[Opening Task material section]
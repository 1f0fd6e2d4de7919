//! Geographic phase: reverse-geocode each remaining point and compare with
//! its declared state and city.

use tracing::{debug, warn};

use crate::consistency;
use crate::geocoding::{BatchControl, ReverseGeocoder};
use crate::models::{Classification, GeographicCheck};
use crate::normalize::ResolvedColumns;
use crate::registry::Dataset;

/// Label derived from a completed check. State is looked at before city, and
/// only fields whose column is mapped can fail.
pub(super) fn classify_check(check: &GeographicCheck, columns: &ResolvedColumns) -> Classification {
    if columns.state.is_some() && !check.state_match {
        Classification::incorrect_state()
    } else if columns.city.is_some() && !check.city_match {
        Classification::incorrect_city()
    } else {
        Classification::clean()
    }
}

/// Run the check over every unclassified located point, one call at a time.
///
/// Returns the position of the first point left unprocessed when the batch
/// was cancelled.
pub(super) async fn check_points<G>(
    dataset: &mut Dataset,
    geocoder: &G,
    control: &BatchControl,
) -> Option<usize>
where
    G: ReverseGeocoder,
{
    let pending: Vec<usize> = dataset
        .points
        .iter()
        .enumerate()
        .filter(|(_, p)| !p.is_classified() && p.has_location())
        .map(|(idx, _)| idx)
        .collect();
    debug!("Geographic check on {} points", pending.len());

    let columns = dataset.columns;
    let mut batch = control.start(pending.len());
    let mut stopped_at = None;

    for &idx in &pending {
        if !batch.proceed() {
            stopped_at = Some(idx);
            break;
        }

        let point = &dataset.points[idx];
        let Some(location) = point.location else {
            continue;
        };
        let declared_state = dataset.declared_state(point);
        let declared_city = dataset.declared_city(point);
        let outcome = batch
            .call(consistency::check(geocoder, location, declared_state, declared_city))
            .await;

        let point = &mut dataset.points[idx];
        match outcome {
            Ok(check) => {
                point.classify(classify_check(&check, &columns));
                point.geography = Some(check);
            }
            Err(e) => {
                warn!("Row {}: reverse geocoding failed: {}", point.row, e);
                point.classify(Classification::verification_error());
            }
        }
        batch.complete_row();
    }

    batch.finish();
    stopped_at
}
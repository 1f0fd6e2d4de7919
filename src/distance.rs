//! Great-circle distance between coordinates.

use crate::models::GeoPoint;

/// Earth radius used for every distance in this crate (meters)
pub const EARTH_RADIUS_M: f64 = 6_371_000.0;

/// Haversine distance in meters.
///
/// Symmetric and zero for identical points. Callers filter out points
/// without coordinates beforehand.
pub fn haversine(a: &GeoPoint, b: &GeoPoint) -> f64 {
    let phi1 = a.lat.to_radians();
    let phi2 = b.lat.to_radians();
    let d_phi = (b.lat - a.lat).to_radians();
    let d_lambda = (b.lon - a.lon).to_radians();

    let h = (d_phi / 2.0).sin().powi(2) + phi1.cos() * phi2.cos() * (d_lambda / 2.0).sin().powi(2);
    // Rounding can push h a hair outside [0, 1]
    let h = h.clamp(0.0, 1.0);
    let c = 2.0 * h.sqrt().atan2((1.0 - h).sqrt());

    EARTH_RADIUS_M * c
}

/// Earth-centred cartesian position (meters) on the same sphere.
///
/// The straight-line distance between two projected points never exceeds
/// their haversine distance, which is what lets the spatial index use it as
/// a conservative prefilter.
pub fn to_ecef(p: &GeoPoint) -> [f64; 3] {
    let phi = p.lat.to_radians();
    let lambda = p.lon.to_radians();
    [
        EARTH_RADIUS_M * phi.cos() * lambda.cos(),
        EARTH_RADIUS_M * phi.cos() * lambda.sin(),
        EARTH_RADIUS_M * phi.sin(),
    ]
}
[Closing Task material section]
# [What to produce]
Quote every line of the records above, from the first down to the one holding "Classification::incorrect_state()", exactly as written.

# [Task answer]
repository 1f0fd6e2d4de7919
//! Geographic phase: reverse-geocode each remaining point and compare with
//! its declared state and city.

use tracing::{debug, warn};

use crate::consistency;
use crate::geocoding::{BatchControl, ReverseGeocoder};
use crate::models::{Classification, GeographicCheck};
use crate::normalize::ResolvedColumns;
use crate::registry::Dataset;

/// Label derived from a completed check. State is looked at before city, and
/// only fields whose column is mapped can fail.
pub(super) fn classify_check(check: &GeographicCheck, columns: &ResolvedColumns) -> Classification {
    if columns.state.is_some() && !check.state_match {
        Classification::incorrect_state()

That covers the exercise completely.